岡部)悪いワクチンということではもちろんありませんし、夢のようなワクチンだとも言い切れません。データがきちんと出て来て、その評価をするのであって、まだ見えないものに対して「いい悪い」の判断はできません。ウイルスが見つかって、1年足らずでワクチンの開発まで来ているのは、科学の進歩だと思います。
飯田)ワクチンに期待をかけつつ冷静に見つつ、いまは対策として、これまでもやって来た基本的なことを愚直にやって行くということになりますか?
岡部)それから仮にワクチンができたとしても、基本的な対策を取らなくていいということではありません。基本的なことは引き続きやって行く必要があります。
状況を見ながら、経済と感染予防のバランスをうまく取る
佐々木)ヨーロッパでも、「3密を避けよう」という日本のやり方を真似ているところが多いと思います。3密に加えて、大声での会話と長時間の食事なども避けようということも出ていますが、これはいかがでしょうか?
岡部)3密というのは、基本に近いところで「大声で話さない」ということが入っているので、ことさら大きく加えることではありません。極端な大声を控えるということは、「大騒ぎをしないでください」ということだと思います。
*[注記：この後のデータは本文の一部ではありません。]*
use crate::{Error, Result};
use serde::{Deserialize, Serialize};
use std::fs;
use std::path::{Path, PathBuf};
use std::str::FromStr;

pub const DEFAULT_LOG_PREFIX: &str = "nginx-access-ui.log";

/// Runtime configuration, read from a JSON file and merged over defaults.
///
/// Keys use the SCREAMING_SNAKE_CASE spelling of the fields, e.g.
/// `{"REPORT_SIZE": 50, "LOG_DIR": "/var/log/nginx"}`. Omitted keys keep
/// their default value.
#[derive(Debug, Clone, PartialEq, Serialize, Deserialize)]
#[serde(rename_all = "SCREAMING_SNAKE_CASE", default, deny_unknown_fields)]
pub struct Config {
    /// Maximum number of rows in the report
    pub report_size: usize,
    /// Directory the HTML report is written to
    pub report_dir: PathBuf,
    /// Directory scanned for access logs
    pub log_dir: PathBuf,
    /// Access log filename prefix, before the `-YYYYMMDD` date token
    pub log_prefix: String,
    /// Maximum acceptable fraction of unparsed lines (0.0 - 1.0)
    pub error_threshold: f64,
    /// When set, the tool's own log is written here instead of stderr
    #[serde(skip_serializing_if = "Option::is_none")]
    pub log_files_dir: Option<PathBuf>,
    /// Custom HTML template; the built-in one is used otherwise
    #[serde(skip_serializing_if = "Option::is_none")]
    pub report_template: Option<PathBuf>,
}

impl Default for Config {
    fn default() -> Self {
        Self {
            report_size: 1000,
            report_dir: PathBuf::from("./reports"),
            log_dir: PathBuf::from("./log"),
            log_prefix: DEFAULT_LOG_PREFIX.to_string(),
            error_threshold: 0.5,
            log_files_dir: None,
            report_template: None,
        }
    }
}

impl Config {
    /// Read a configuration file and merge it over the defaults
    pub fn from_file(path: &Path) -> Result<Self> {
        tracing::debug!("Reading configuration from: {}", path.display());

        let content = fs::read_to_string(path).map_err(|e| Error::io(path, e))?;
        content.parse()
    }

    pub fn validate(&self) -> Result<()> {
        if !(0.0..=1.0).contains(&self.error_threshold) {
            return Err(Error::InvalidConfig(format!(
                "ERROR_THRESHOLD must be between 0.0 and 1.0, got {}",
                self.error_threshold
            )));
        }
        if self.log_prefix.is_empty() {
            return Err(Error::InvalidConfig(
                "LOG_PREFIX must not be empty".to_string(),
            ));
        }
        Ok(())
    }
}

impl FromStr for Config {
    type Err = Error;

    /// Parse a configuration from a JSON string
    fn from_str(content: &str) -> Result<Self> {
        let config: Config = serde_json::from_str(content)?;
        config.validate()?;
        Ok(config)
    }
}

#[cfg(test)]
mod tests {
    use super::*;

    #[test]
    fn test_partial_config_keeps_defaults() {
        let config = r#"{"REPORT_SIZE": 10, "LOG_DIR": "/var/log/nginx"}"#.parse::<Config>().unwrap();

        assert_eq!(config.report_size, 10);
        assert_eq!(config.log_dir, PathBuf::from("/var/log/nginx"));
        assert_eq!(config.report_dir, PathBuf::from("./reports"));
        assert_eq!(config.log_prefix, DEFAULT_LOG_PREFIX);
        assert_eq!(config.error_threshold, 0.5);
        assert!(config.log_files_dir.is_none());
    }

    #[test]
    fn test_empty_object_is_default() {
        assert_eq!("{}".parse::<Config>().unwrap(), Config::default());
    }

    #[test]
    fn test_threshold_out_of_range() {
        let result = r#"{"ERROR_THRESHOLD": 1.5}"#.parse::<Config>();
        assert!(matches!(result, Err(Error::InvalidConfig(_))));
    }

    #[test]
    fn test_unknown_key_rejected() {
        let result = r#"{"REPORT_SIZES": 10}"#.parse::<Config>();
        assert!(matches!(result, Err(Error::Config(_))));
    }

    #[test]
    fn test_invalid_json() {
        assert!(matches!("{not json".parse::<Config>(), Err(Error::Config(_))));
    }

    #[test]
    fn test_missing_file() {
        let result = Config::from_file(Path::new("/nonexistent/sloth/config.json"));
        assert!(matches!(result, Err(Error::Io { .. })));
    }
}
佐々木)長い時間の会食をしない方がいいということですかね?
岡部)買い物に行ってすれ違ったくらいで感染することはないと思いますが、そこで長い間話したりするうちに、だんだん声が大きくなる、また、時間が長くなるというのは、その分だけリスクが上がります。長時間いたり、声が大きくなりそうなときは、口の周辺を遮蔽するためにマスクが必要になります。
飯田)感染者の数が増えて来ると、経済活動を止めなければとか、Go To キャンペーンがいけないとか、悪者探しが始まりますが。
岡部)経済を大事にするのか、感染防止を大事にするのかどちらかではなく、そのときどきで重心をどちらかに取らなければいけないと思います。例えば、右側に足を向けたまま、全部の体重を乗せるのではなく、少し左側にも乗せる形にするなど、状況を見ながらバランスをうまく取らなければいけません。
市単位など、細かく自粛要請をする
飯田)今回、北海道は、札幌市という市の単位で自粛要請をお願いする形になりました。「ここはいいけれども、ここは自粛する」というような、細かい自粛要請などに今後はなって行くのですか?
岡部)地域の様子によって変えるというのは、正しい方向だと思います。いまでも患者の少ない地域もありますし、一方で気を付けなければならないところもあります。それをすべて同じにやると緩過ぎたり、きつ過ぎるということがあるかも知れません。あまり細かくやるときりがなくなるので、ある程度の地域別、都道府県単位、または市の単位になると思います。